Uma imagem de Cristo, a partir do testemunho do evangelho, não permite legitimar o sofrimento das pessoas pelo sofrimento de Jesus, e sim o anúncio da sua vitória sobre qualquer manifestação de morte que não seja natural. A consciência alegre e livre é despertada mais por meio de um Cristo vivificante, que supera situações de morte, do que por meio de um Cristo meramente sofredor passivo ou herói glorificado.
Conforme o apóstolo Paulo, a loucura, o escândalo que a cruz provoca, está justamente no fato de Deus decepcionar toda a ambição humana de querer ser Deus. Essa imagem de Deus está relacionada com a fraqueza e o abandono. Deus se faz presente entre as pessoas consideradas loucas, fracas, humildes (1Co 1.18-29).
6. Sugestões para a mensagem
Propomos distribuir rosas às pessoas presentes na celebração para o momento da reflexão. Rosas são flores bonitas e perfumadas. Gostamos de cultivá-las no jardim e as oferecemos em momentos especiais a pessoas que nos são queridas. Mas as rosas também têm espinhos. É preciso ter cuidado para lidar com os seus espinhos. Geralmente colocamos luvas para a poda e usamos uma embalagem para fazer o buquê. A pessoa que recebe as rosas ainda terá que ter algum cuidado com os espinhos. Mesmo assim, se algum espinho picar, não se queixará, pois espinhos fazem parte das rosas.
Questões a partir da leitura de Mt 16.21-26:
– Há sofrimentos que fazem parte da vida humana e outros que são socialmente provocados. É preciso distinguir, na medida do possível, os dois tipos de sofrimento.
– Que sofrimentos fazem parte da vida? A dor causada por um espinho, a doença ou a própria morte, como parte do ciclo da vida.
– Que sofrimentos ameaçam a vida? Aqueles que são conseqüência do pecado humano, todas as formas de discriminação e destruição, a própria violência.

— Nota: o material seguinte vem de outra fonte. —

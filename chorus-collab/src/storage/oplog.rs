//! RocksDB-backed operation log and version authority.
//!
//! Column families:
//! - `operations` — committed operations (LZ4-compressed bincode, keyed by
//!   `doc_id:16 bytes || base_version:8 bytes big-endian`)
//! - `versions`   — authoritative version counter per document (u64 BE)
//! - `metadata`   — per-document bookkeeping (operation count, byte totals,
//!   timestamps)
//!
//! `append_committed` is the only write path for operations; it verifies
//! the caller's base version against the counter and advances both the log
//! and the counter in a single write batch. Callers must hold the
//! document's lock — the version check here is the backstop against a
//! misbehaving peer process, not a substitute for the lock.
//!
//! Reference: Kleppmann — DDIA, Chapter 3 (LSM Trees, SSTables)

use rocksdb::{
    BlockBasedOptions, Cache, ColumnFamilyDescriptor, DBCompressionType, DBWithThreadMode,
    IteratorMode, Options, SingleThreaded, WriteBatch, WriteOptions,
};
use serde::{Deserialize, Serialize};
use std::path::{Path, PathBuf};
use std::time::SystemTime;
use uuid::Uuid;

use crate::transform::Operation;

/// Column family names.
const CF_OPERATIONS: &str = "operations";
const CF_VERSIONS: &str = "versions";
const CF_METADATA: &str = "metadata";

const COLUMN_FAMILIES: &[&str] = &[CF_OPERATIONS, CF_VERSIONS, CF_METADATA];

/// Store configuration.
#[derive(Debug, Clone)]
pub struct StoreConfig {
    /// Database directory path
    pub path: PathBuf,
    /// Block cache size in bytes (default: 128MB)
    pub block_cache_size: usize,
    /// Bloom filter bits per key (default: 10)
    pub bloom_filter_bits: i32,
    /// Enable fsync on every write (default: false — RocksDB WAL covers
    /// crash atomicity, periodic flush covers durability)
    pub sync_writes: bool,
    /// Max open files for RocksDB (default: 512)
    pub max_open_files: i32,
    /// Write buffer size per column family (default: 32MB)
    pub write_buffer_size: usize,
}

impl Default for StoreConfig {
    fn default() -> Self {
        Self {
            path: PathBuf::from("chorus_data"),
            block_cache_size: 128 * 1024 * 1024,
            bloom_filter_bits: 10,
            sync_writes: false,
            max_open_files: 512,
            write_buffer_size: 32 * 1024 * 1024,
        }
    }
}

impl StoreConfig {
    /// Create config for testing (small caches, temp directory).
    pub fn for_testing(path: impl Into<PathBuf>) -> Self {
        Self {
            path: path.into(),
            block_cache_size: 8 * 1024 * 1024,
            bloom_filter_bits: 10,
            sync_writes: false,
            max_open_files: 64,
            write_buffer_size: 4 * 1024 * 1024,
        }
    }
}

/// Per-document bookkeeping stored alongside the version counter.
#[derive(Debug, Clone, Serialize, Deserialize)]
pub struct DocumentLogMetadata {
    pub document_id: Uuid,
    /// Mirror of the version counter at last write.
    pub version: u64,
    /// Committed operations currently stored.
    pub operation_count: u64,
    /// Compressed bytes stored for this document's operations.
    pub stored_bytes: u64,
    /// Creation timestamp (seconds since epoch)
    pub created_at: u64,
    /// Last append timestamp (seconds since epoch)
    pub updated_at: u64,
}

impl DocumentLogMetadata {
    fn new(document_id: Uuid) -> Self {
        let now = epoch_secs();
        Self {
            document_id,
            version: 0,
            operation_count: 0,
            stored_bytes: 0,
            created_at: now,
            updated_at: now,
        }
    }

    fn encode(&self) -> Result<Vec<u8>, StoreError> {
        bincode::serde::encode_to_vec(self, bincode::config::standard())
            .map_err(|e| StoreError::SerializationError(e.to_string()))
    }

    fn decode(bytes: &[u8]) -> Result<Self, StoreError> {
        let (meta, _) = bincode::serde::decode_from_slice(bytes, bincode::config::standard())
            .map_err(|e| StoreError::DeserializationError(e.to_string()))?;
        Ok(meta)
    }
}

/// Storage errors.
#[derive(Debug, Clone)]
pub enum StoreError {
    /// RocksDB internal error
    DatabaseError(String),
    /// Document not found
    NotFound(Uuid),
    /// Append base version does not match the authoritative counter.
    /// The log and counter are untouched; re-read and rebase, then retry.
    VersionConflict {
        document_id: Uuid,
        expected: u64,
        actual: u64,
    },
    /// Serialization failed
    SerializationError(String),
    /// Deserialization failed
    DeserializationError(String),
    /// Compression error
    CompressionError(String),
}

impl std::fmt::Display for StoreError {
    fn fmt(&self, f: &mut std::fmt::Formatter<'_>) -> std::fmt::Result {
        match self {
            StoreError::DatabaseError(e) => write!(f, "Database error: {e}"),
            StoreError::NotFound(id) => write!(f, "Document not found: {id}"),
            StoreError::VersionConflict {
                document_id,
                expected,
                actual,
            } => write!(
                f,
                "Version conflict on {document_id}: append base {actual}, authority at {expected}"
            ),
            StoreError::SerializationError(e) => write!(f, "Serialization error: {e}"),
            StoreError::DeserializationError(e) => write!(f, "Deserialization error: {e}"),
            StoreError::CompressionError(e) => write!(f, "Compression error: {e}"),
        }
    }
}

impl std::error::Error for StoreError {}

impl From<rocksdb::Error> for StoreError {
    fn from(e: rocksdb::Error) -> Self {
        StoreError::DatabaseError(e.to_string())
    }
}

/// RocksDB-backed operation log.
///
/// Single-threaded RocksDB mode — cross-task concurrency is handled by
/// tokio, cross-process serialization by the lock manager.
pub struct OperationLog {
    db: DBWithThreadMode<SingleThreaded>,
    config: StoreConfig,
}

– Todo sofrimento torna-se uma cruz? Que significa carregar a própria cruz? A partir da leitura de Jr 15.15-21, vemos que o profeta não causou sofrimento para si próprio. De modo semelhante, também Jesus não buscou o sofrimento. Sua morte na cruz é conseqüência de sua fidelidade ao projeto de Deus.
– Quais são as cruzes do discipulado? A leitura do evangelho traz o dilema do discipulado. O comprometimento com o reino de Deus pode ter como conseqüência o sofrimento. Rm 12.1-8, tema do ano para a IECLB, mostra que o testemunho cristão precisa ser transformador. Como Jeremias em seu tempo, nós, em nosso tempo, somos desafiados a contestar situações que ameaçam a vida. Somos desafiados a agir na perspectiva de mudança de realidades e estruturas que produzem morte e violência. Na comunidade cristã, o corpo de Cristo, não pode haver isolamento, mas valorização dos diversos dons e solidariedade para com as pessoas que sofrem discriminação, violência, injustiça.